Marijuana remains on the NFL’s banned-substances list even though more than half the country—33 states plus the District of Columbia—allows marijuana use in some form. Ten states have completely legalized it, and five of them are home to NFL franchises. When the Raiders move to Las Vegas next season, that number will grow to six.

This week, the league and the players’ union announced the creation of a joint committee that will study alternative methods of pain management, and considering that a number of players have said marijuana is a safer and more effective way to curtail the chronic soreness that comes with being an NFL player, marijuana will be a topic of conversation, both on the committee and when the owners and the players try to work out a new collective bargaining agreement in the coming years.

Allen Sills, the NFL’s chief medical officer, told USA Today this week that there hasn’t been enough scientific study on whether marijuana is a viable alternative to prescription painkillers.

“I think many times there’s a narrative that says: ‘I have severe pain. I’m either going to take opioids or marijuana.’ Those are the only two choices,” Sills said. “And that is absolutely wrong. There are many other treatment strategies.

“I think that the science, unfortunately, has lagged behind a lot of the popular opinion and press on this,” Sills continued. “We’ve got a lot more opinion than we do science. I hope the science will catch up.”

But to Long, the evidence about marijuana’s benefits are clear.

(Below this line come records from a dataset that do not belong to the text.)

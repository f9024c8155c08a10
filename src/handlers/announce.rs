use crate::core::error::AnnounceError;
use crate::core::state::AppState;
use crate::session::entry::SessionEntry;
use crate::session::registry::SessionState;
use crate::validation::params::{AnnounceEvent, AnnounceQuery};
use axum::{
    extract::State,
    http::StatusCode,
    response::Response,
};
use std::sync::Arc;
use tracing::{debug, info, instrument, warn};

/// Main announce handler
///
/// The local BitTorrent client believes it is talking to its tracker.
/// In reality the first "started" announce per infohash is forwarded
/// upstream exactly once; everything after that is answered from the
/// cached response while the synthetic counters tick forward. Nothing
/// the client reports about its own transfer is read or forwarded.
#[instrument(skip(state, raw_query))]
pub async fn announce_handler(
    State(state): State<Arc<AppState>>,
    axum::extract::RawQuery(raw_query): axum::extract::RawQuery,
) -> Result<Response, AnnounceError> {
    let query_str = raw_query.ok_or_else(|| {
        warn!("Missing query string - browser access");
        AnnounceError::BrowserAccess
    })?;

    let params = AnnounceQuery::parse(&query_str).map_err(|e| {
        warn!(error = %e, "Announce parameter validation failed");
        AnnounceError::from(e)
    })?;

    let info_hash_hex = hex::encode(params.info_hash);
    debug!(info_hash = %info_hash_hex, event = ?params.event, "Processing announce");

    let slot = state.registry.slot(params.info_hash);
    let mut guard = slot.lock().await;

    // Existing session: answer from cache, advancing or transitioning
    if let Some(body) = guard.serve(params.event, state.config.fake.base_rate) {
        if let Some(entry) = guard.entry() {
            debug!(
                info_hash = %info_hash_hex,
                state = guard.name(),
                downloaded = entry.downloaded,
                left = entry.left,
                "Serving cached announce response"
            );
        }
        return Ok(peers_response(body));
    }

    // Unknown infohash: only a "started" announce may bootstrap
    if params.event != Some(AnnounceEvent::Started) {
        warn!(
            info_hash = %info_hash_hex,
            event = ?params.event,
            "Announce for unknown torrent without started event"
        );
        return Ok(peers_response(Vec::new()));
    }

    let total_size = params
        .total_size
        .ok_or_else(|| AnnounceError::MissingParameter("total_size".to_string()))?;
    let upstream = params
        .upstream
        .clone()
        .ok_or_else(|| AnnounceError::MissingParameter("orig_tracker".to_string()))?;

    // Claim the bootstrap. The slot lock stays held for the duration of
    // the upstream fetch: concurrent announces for this infohash queue
    // behind it and then find the cache, other infohashes are untouched.
    *guard = SessionState::Bootstrapping;

    let mut entry = SessionEntry::new(
        params.info_hash,
        total_size,
        upstream,
        state.config.fake.session_rate_floor,
        state.config.fake.session_rate_ceiling,
    );

    info!(
        info_hash = %info_hash_hex,
        total_size,
        upstream = %entry.upstream,
        max_rate = entry.max_rate,
        "Bootstrapping session against upstream tracker"
    );

    match state.fetcher.bootstrap(&entry, &state.identity).await {
        Ok(body) => {
            entry.cached_peers = body.clone();
            *guard = SessionState::Cached(entry);

            info!(
                info_hash = %info_hash_hex,
                response_bytes = body.len(),
                "Bootstrap succeeded, session cached"
            );

            // The upstream response already reflects zero progress, so
            // this first serve does not advance the counters.
            Ok(peers_response(body))
        }
        Err(e) => {
            *guard = SessionState::Absent;

            warn!(
                info_hash = %info_hash_hex,
                error = %e,
                "Bootstrap failed, serving empty response; client re-announce will retry"
            );

            Ok(peers_response(Vec::new()))
        }
    }
}

/// Wrap cached (or empty) response bytes in an HTTP response
fn peers_response(body: Vec<u8>) -> Response {
    Response::builder()
        .status(StatusCode::OK)
        .header("Content-Type", "text/plain")
        .body(body.into())
        .unwrap()
}

#[cfg(test)]
mod tests {
    use super::*;
    use crate::core::config::Config;
    use crate::session::identity::ProcessSession;
    use crate::upstream::fetcher::BootstrapFetcher;
    use axum::extract::RawQuery;
    use flate2::write::GzEncoder;
    use flate2::Compression;
    use http_body_util::BodyExt;
    use std::io::Write;
    use tokio::io::{AsyncReadExt, AsyncWriteExt};
    use tokio::net::TcpListener;

    // [0x11; 20], percent-encoded
    const HASH: &str = "%11%11%11%11%11%11%11%11%11%11%11%11%11%11%11%11%11%11%11%11";

    fn test_state() -> Arc<AppState> {
        let config = Config::default();
        let fetcher = BootstrapFetcher::new(&config).unwrap();
        let identity = ProcessSession::generate(config.client.port);

        Arc::new(AppState::new(config, fetcher, identity))
    }

    async fn body_bytes(response: Response) -> Vec<u8> {
        response
            .into_body()
            .collect()
            .await
            .unwrap()
            .to_bytes()
            .to_vec()
    }

    async fn call(state: &Arc<AppState>, query: &str) -> Result<Response, AnnounceError> {
        announce_handler(State(Arc::clone(state)), RawQuery(Some(query.to_string()))).await
    }

    fn seed_cached(state: &Arc<AppState>, peers: &[u8]) {
        let slot = state.registry.slot([0x11u8; 20]);
        let mut entry = SessionEntry::new(
            [0x11u8; 20],
            4096,
            "http://t.example/ann".to_string(),
            512 * 1024,
            5120 * 1024,
        );
        entry.cached_peers = peers.to_vec();
        *slot.try_lock().unwrap() = SessionState::Cached(entry);
    }

    /// Minimal HTTP server answering one request with a gzip bencode body
    async fn fake_tracker(payload: &'static [u8]) -> u16 {
        let listener = TcpListener::bind("127.0.0.1:0").await.unwrap();
        let port = listener.local_addr().unwrap().port();

        tokio::spawn(async move {
            let (mut socket, _) = listener.accept().await.unwrap();

            let mut buf = [0u8; 4096];
            let _ = socket.read(&mut buf).await;

            let mut encoder = GzEncoder::new(Vec::new(), Compression::default());
            encoder.write_all(payload).unwrap();
            let gz = encoder.finish().unwrap();

            let head = format!(
                "HTTP/1.1 200 OK\r\nContent-Type: text/plain\r\n\
                 Content-Length: {}\r\nConnection: close\r\n\r\n",
                gz.len()
            );
            socket.write_all(head.as_bytes()).await.unwrap();
            socket.write_all(&gz).await.unwrap();
        });

        port
    }

    /// Like `fake_tracker`, but keeps accepting and counts connections
    async fn counting_tracker(
        payload: &'static [u8],
        hits: Arc<std::sync::atomic::AtomicUsize>,
    ) -> u16 {
        let listener = TcpListener::bind("127.0.0.1:0").await.unwrap();
        let port = listener.local_addr().unwrap().port();

        tokio::spawn(async move {
            loop {
                let (mut socket, _) = match listener.accept().await {
                    Ok(conn) => conn,
                    Err(_) => break,
                };
                hits.fetch_add(1, std::sync::atomic::Ordering::SeqCst);

                let mut buf = [0u8; 4096];
                let _ = socket.read(&mut buf).await;

                let mut encoder = GzEncoder::new(Vec::new(), Compression::default());
                encoder.write_all(payload).unwrap();
                let gz = encoder.finish().unwrap();

                let head = format!(
                    "HTTP/1.1 200 OK\r\nContent-Type: text/plain\r\n\
                     Content-Length: {}\r\nConnection: close\r\n\r\n",
                    gz.len()
                );
                socket.write_all(head.as_bytes()).await.unwrap();
                socket.write_all(&gz).await.unwrap();
            }
        });

        port
    }

    #[tokio::test]
    async fn test_missing_query_is_browser_access() {
        let state = test_state();

        let result = announce_handler(State(state), RawQuery(None)).await;
        assert!(matches!(result, Err(AnnounceError::BrowserAccess)));
    }

    #[tokio::test]
    async fn test_cached_session_is_served_and_advances() {
        let state = test_state();
        let peers = b"d8:completei5e10:incompletei3e8:intervali1800e5:peers6:\x01\x02\x03\x04\x1a\xe1e";
        seed_cached(&state, peers);

        let response = call(&state, &format!("info_hash={HASH}")).await.unwrap();
        assert_eq!(response.status(), StatusCode::OK);
        assert_eq!(body_bytes(response).await, peers);

        // Counters moved, but the body never changes
        let slot = state.registry.slot([0x11u8; 20]);
        let guard = slot.try_lock().unwrap();
        let entry = guard.entry().unwrap();
        assert!(entry.downloaded > 0);
        assert_eq!(entry.downloaded + entry.left, 4096);
    }

    #[tokio::test]
    async fn test_stopped_freezes_counters() {
        let state = test_state();
        seed_cached(&state, b"d8:intervali1800ee");

        call(&state, &format!("info_hash={HASH}")).await.unwrap();

        let after_tick = {
            let slot = state.registry.slot([0x11u8; 20]);
            let guard = slot.try_lock().unwrap();
            guard.entry().unwrap().downloaded
        };

        // "stopped" still gets the cached body, then stays frozen
        let response = call(&state, &format!("info_hash={HASH}&event=stopped"))
            .await
            .unwrap();
        assert_eq!(body_bytes(response).await, b"d8:intervali1800ee");

        call(&state, &format!("info_hash={HASH}&event=stopped"))
            .await
            .unwrap();

        let slot = state.registry.slot([0x11u8; 20]);
        let guard = slot.try_lock().unwrap();
        assert_eq!(guard.name(), "stopped");
        assert_eq!(guard.entry().unwrap().downloaded, after_tick);
    }

    #[tokio::test]
    async fn test_unknown_hash_without_started_gets_empty_body() {
        let state = test_state();

        let response = call(&state, &format!("info_hash={HASH}")).await.unwrap();
        assert_eq!(response.status(), StatusCode::OK);
        assert!(body_bytes(response).await.is_empty());

        // No session was created
        let slot = state.registry.slot([0x11u8; 20]);
        assert_eq!(slot.try_lock().unwrap().name(), "absent");
    }

    #[tokio::test]
    async fn test_started_without_extension_params_is_rejected() {
        let state = test_state();

        let result = call(&state, &format!("info_hash={HASH}&event=started")).await;
        assert!(matches!(result, Err(AnnounceError::MissingParameter(_))));
    }

    #[tokio::test]
    async fn test_malformed_info_hash_is_rejected() {
        let state = test_state();

        let result = call(&state, "info_hash=tooshort").await;
        assert!(result.is_err());
    }

    #[tokio::test]
    async fn test_bootstrap_failure_reverts_to_absent() {
        let state = test_state();

        // Port 1 refuses connections, so the upstream fetch fails fast
        let query = format!(
            "info_hash={HASH}&event=started&total_size=4096\
             &orig_tracker=http%3A%2F%2F127.0.0.1%3A1%2Fann"
        );
        let response = call(&state, &query).await.unwrap();
        assert!(body_bytes(response).await.is_empty());

        let slot = state.registry.slot([0x11u8; 20]);
        assert_eq!(slot.try_lock().unwrap().name(), "absent");
    }

    #[tokio::test]
    async fn test_bootstrap_success_caches_upstream_body() {
        let payload: &[u8] = b"d8:completei9e8:intervali1800e5:peers6:\x7f\x00\x00\x01\x1a\xe1e";
        let port = fake_tracker(payload).await;

        let state = test_state();
        let query = format!(
            "info_hash={HASH}&event=started&total_size=4096\
             &orig_tracker=http%3A%2F%2F127.0.0.1%3A{port}%2Fann"
        );

        let response = call(&state, &query).await.unwrap();
        assert_eq!(body_bytes(response).await, payload);

        // Follow-up announces answer from cache without touching upstream;
        // the listener above only accepts a single connection.
        let response = call(&state, &format!("info_hash={HASH}")).await.unwrap();
        assert_eq!(body_bytes(response).await, payload);

        let slot = state.registry.slot([0x11u8; 20]);
        let guard = slot.try_lock().unwrap();
        assert_eq!(guard.name(), "cached");
        assert!(guard.entry().unwrap().downloaded > 0);
    }

    #[tokio::test(flavor = "multi_thread", worker_threads = 4)]
    async fn test_concurrent_started_announces_fetch_upstream_once() {
        use std::sync::atomic::{AtomicUsize, Ordering};

        let payload: &[u8] = b"d8:intervali1800e5:peers6:\x7f\x00\x00\x01\x1a\xe1e";
        let hits = Arc::new(AtomicUsize::new(0));
        let port = counting_tracker(payload, Arc::clone(&hits)).await;

        let state = test_state();
        let query = format!(
            "info_hash={HASH}&event=started&total_size=4096\
             &orig_tracker=http%3A%2F%2F127.0.0.1%3A{port}%2Fann"
        );

        let mut handles = Vec::new();
        for _ in 0..4 {
            let state = Arc::clone(&state);
            let query = query.clone();

            handles.push(tokio::spawn(async move {
                let response = call(&state, &query).await.unwrap();
                body_bytes(response).await
            }));
        }

        // Every announce gets the same upstream bytes, losers included
        for handle in handles {
            assert_eq!(handle.await.unwrap(), payload);
        }

        // The slot lock held across the fetch means upstream saw one
        // connection no matter how the announces raced
        assert_eq!(hits.load(Ordering::SeqCst), 1);
    }
}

“We should be headed to a place where we allow players to enjoy what I would not even call a drug—it’s far less dangerous than guzzling a fifth of alcohol and going out after a game,” he said. “Chances are the player won’t even make it to the club [laughs] to do this sort of thing that we all kind of wag our finger at when we hear about a guy getting in a fight or getting a DUI; you’re never going to read about him sitting on the couch and binge-watching ‘Game of Thrones’ again.

“I think from a standpoint of what’s safer for people and the player, certainly people in the spotlight, it is far less harmful than alcohol, it is far less harmful than tobacco, and at various points in the league’s history, they have engaged in partnerships on different levels with those respective industries.”